> WHAT THE TASK ASKS
Which lines of the records below contain the string "adjusted"? Report each of them.

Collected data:
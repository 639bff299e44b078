//! Typed information objects.
//!
//! Each type identification maps to one fixed value shape; the decoded
//! type id selects the variant, so no downcasting is needed anywhere.
//! Encoding and decoding are exact inverses for every variant, including
//! all quality and flag bits.

use bytes::{BufMut, BytesMut};

use crate::error::{Iec104Error, Result};
use crate::types::{Cp24Time2a, Cp56Time2a, MeasuredQuality, QualityDescriptor, TypeId};

/// Fixed bit pattern of the C_TS_NA_1 test command (FBP).
pub const TEST_COMMAND_PATTERN: u16 = 0x55AA;

/// Double-point state (DPI/DCS, 2 bits).
#[derive(Debug, Clone, Copy, PartialEq, Eq)]
#[repr(u8)]
pub enum DoublePointValue {
    /// Indeterminate or intermediate (00)
    Indeterminate = 0,
    /// Determined OFF (01)
    Off = 1,
    /// Determined ON (10)
    On = 2,
    /// Indeterminate (11)
    IndeterminateOrFaulty = 3,
}

impl DoublePointValue {
    /// Parse from the lower 2 bits of a DIQ/DCO octet.
    #[inline]
    pub const fn from_u8(value: u8) -> Self {
        match value & 0x03 {
            0 => Self::Indeterminate,
            1 => Self::Off,
            2 => Self::On,
            _ => Self::IndeterminateOrFaulty,
        }
    }

    /// Raw 2-bit value.
    #[inline]
    pub const fn as_u8(self) -> u8 {
        self as u8
    }
}

/// Regulating step command state (RCS, 2 bits).
#[derive(Debug, Clone, Copy, PartialEq, Eq)]
#[repr(u8)]
pub enum StepDirection {
    /// Not permitted (00)
    Invalid0 = 0,
    /// Next step lower (01)
    Lower = 1,
    /// Next step higher (10)
    Higher = 2,
    /// Not permitted (11)
    Invalid3 = 3,
}

impl StepDirection {
    /// Parse from the lower 2 bits of an RCO octet.
    #[inline]
    pub const fn from_u8(value: u8) -> Self {
        match value & 0x03 {
            0 => Self::Invalid0,
            1 => Self::Lower,
            2 => Self::Higher,
            _ => Self::Invalid3,
        }
    }

    /// Raw 2-bit value.
    #[inline]
    pub const fn as_u8(self) -> u8 {
        self as u8
    }
}

/// Binary counter reading (BCR, 5 bytes).
#[derive(Debug, Clone, Copy, PartialEq, Eq)]
pub struct BinaryCounterReading {
    /// Counter value
    pub value: i32,
    /// Sequence notation (0-31)
    pub sequence: u8,
    /// Carry (CY)
    pub carry: bool,
    /// Counter adjusted (CA)
    pub adjusted: bool,
    /// Invalid (IV)
    pub invalid: bool,
}

impl BinaryCounterReading {
    fn decode(data: &[u8]) -> Self {
        let value = i32::from_le_bytes([data[0], data[1], data[2], data[3]]);
        let flags = data[4];
        Self {
            value,
            sequence: flags & 0x1F,
            carry: (flags & 0x20) != 0,
            adjusted: (flags & 0x40) != 0,
            invalid: (flags & 0x80) != 0,
        }
    }

    fn encode(&self, buf: &mut BytesMut) {
        buf.put_i32_le(self.value);
        let mut flags = self.sequence & 0x1F;
        if self.carry {
            flags |= 0x20;
        }
        if self.adjusted {
            flags |= 0x40;
        }
        if self.invalid {
            flags |= 0x80;
        }
        buf.put_u8(flags);
    }
}

/// One information object: address plus typed element.
#[derive(Debug, Clone, PartialEq)]
pub struct InformationObject {
    /// Information object address
    pub address: u32,
    /// Typed information element
    pub element: InformationElement,
}

impl InformationObject {
    /// Create a new information object.
    pub fn new(address: u32, element: InformationElement) -> Self {
        Self { address, element }
    }

    /// Single-point information (M_SP_NA_1).
    pub fn single_point(address: u32, value: bool, quality: QualityDescriptor) -> Self {
        Self::new(address, InformationElement::SinglePoint { value, quality })
    }

    /// Measured value, scaled (M_ME_NB_1).
    pub fn measured_scaled(address: u32, value: i16, quality: MeasuredQuality) -> Self {
        Self::new(address, InformationElement::MeasuredScaled { value, quality })
    }

    /// Measured value, short floating point (M_ME_NC_1).
    pub fn measured_float(address: u32, value: f32, quality: MeasuredQuality) -> Self {
        Self::new(address, InformationElement::MeasuredFloat { value, quality })
    }
}

/// Information element: the typed value shape of one object, selected by
/// the ASDU's type identification.
///
/// Normalized values are kept as the raw 16-bit representation so the
/// round trip through the wire is exact; -32768..=32767 maps to
/// -1.0..=+1.0 (divide by 32768).
#[derive(Debug, Clone, PartialEq)]
pub enum InformationElement {
    /// M_SP_NA_1
    SinglePoint {
        value: bool,
        quality: QualityDescriptor,
    },
    /// M_SP_TA_1
    SinglePointTime24 {
        value: bool,
        quality: QualityDescriptor,
        time: Cp24Time2a,
    },
    /// M_SP_TB_1
    SinglePointTime56 {
        value: bool,
        quality: QualityDescriptor,
        time: Cp56Time2a,
    },
    /// M_DP_NA_1
    DoublePoint {
        value: DoublePointValue,
        quality: QualityDescriptor,
    },
    /// M_DP_TA_1
    DoublePointTime24 {
        value: DoublePointValue,
        quality: QualityDescriptor,
        time: Cp24Time2a,
    },
    /// M_DP_TB_1
    DoublePointTime56 {
        value: DoublePointValue,
        quality: QualityDescriptor,
        time: Cp56Time2a,
    },
    /// M_ST_NA_1; value is -64..=63, transient set while the device moves
    StepPosition {
        value: i8,
        transient: bool,
        quality: MeasuredQuality,
    },
    /// M_BO_NA_1
    Bitstring32 { value: u32, quality: MeasuredQuality },
    /// M_ME_NA_1 (raw normalized value)
    MeasuredNormalized { value: i16, quality: MeasuredQuality },
    /// M_ME_TA_1
    MeasuredNormalizedTime24 {
        value: i16,
        quality: MeasuredQuality,
        time: Cp24Time2a,
    },
    /// M_ME_NB_1
    MeasuredScaled { value: i16, quality: MeasuredQuality },
    /// M_ME_TB_1
    MeasuredScaledTime24 {
        value: i16,
        quality: MeasuredQuality,
        time: Cp24Time2a,
    },
    /// M_ME_NC_1
    MeasuredFloat { value: f32, quality: MeasuredQuality },
    /// M_ME_TC_1
    MeasuredFloatTime24 {
        value: f32,
        quality: MeasuredQuality,
        time: Cp24Time2a,
    },
    /// M_ME_TF_1
    MeasuredFloatTime56 {
        value: f32,
        quality: MeasuredQuality,
        time: Cp56Time2a,
    },
    /// M_IT_NA_1
    IntegratedTotals { counter: BinaryCounterReading },
    /// M_EI_NA_1 (COI octet)
    EndOfInit { cause: u8 },
    /// C_SC_NA_1; qualifier is QU (0-31), select distinguishes select/execute
    SingleCommand {
        value: bool,
        select: bool,
        qualifier: u8,
    },
    /// C_SC_TA_1
    SingleCommandTime56 {
        value: bool,
        select: bool,
        qualifier: u8,
        time: Cp56Time2a,
    },
    /// C_DC_NA_1
    DoubleCommand {
        value: DoublePointValue,
        select: bool,
        qualifier: u8,
    },
    /// C_DC_TA_1
    DoubleCommandTime56 {
        value: DoublePointValue,
        select: bool,
        qualifier: u8,
        time: Cp56Time2a,
    },
    /// C_RC_NA_1
    RegulatingStep {
        step: StepDirection,
        select: bool,
        qualifier: u8,
    },
    /// C_SE_NA_1 (raw normalized set-point); qualifier is QL (0-127)
    SetpointNormalized {
        value: i16,
        select: bool,
        qualifier: u8,
    },
    /// C_SE_NB_1
    SetpointScaled {
        value: i16,
        select: bool,
        qualifier: u8,
    },
    /// C_SE_NC_1
    SetpointFloat {
        value: f32,
        select: bool,
        qualifier: u8,
    },
    /// C_SE_TC_1
    SetpointFloatTime56 {
        value: f32,
        select: bool,
        qualifier: u8,
        time: Cp56Time2a,
    },
    /// C_BO_NA_1
    Bitstring32Command { value: u32 },
    /// C_IC_NA_1 (QOI octet; 20 = station interrogation)
    Interrogation { qualifier: u8 },
    /// C_CI_NA_1 (QCC octet)
    CounterInterrogation { qualifier: u8 },
    /// C_RD_NA_1 (no payload)
    Read,
    /// C_CS_NA_1
    ClockSync { time: Cp56Time2a },
    /// C_TS_NA_1 (FBP, 0x55AA on the wire)
    TestCommand { pattern: u16 },
    /// C_TS_TA_1 (test sequence counter + time)
    TestCommandTime56 { counter: u16, time: Cp56Time2a },
    /// C_RP_NA_1 (QRP octet)
    ResetProcess { qualifier: u8 },
}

> RESULT FOR THIS EXERCISE
    /// Counter adjusted (CA)
    pub adjusted: bool,
            adjusted: (flags & 0x40) != 0,
        if self.adjusted {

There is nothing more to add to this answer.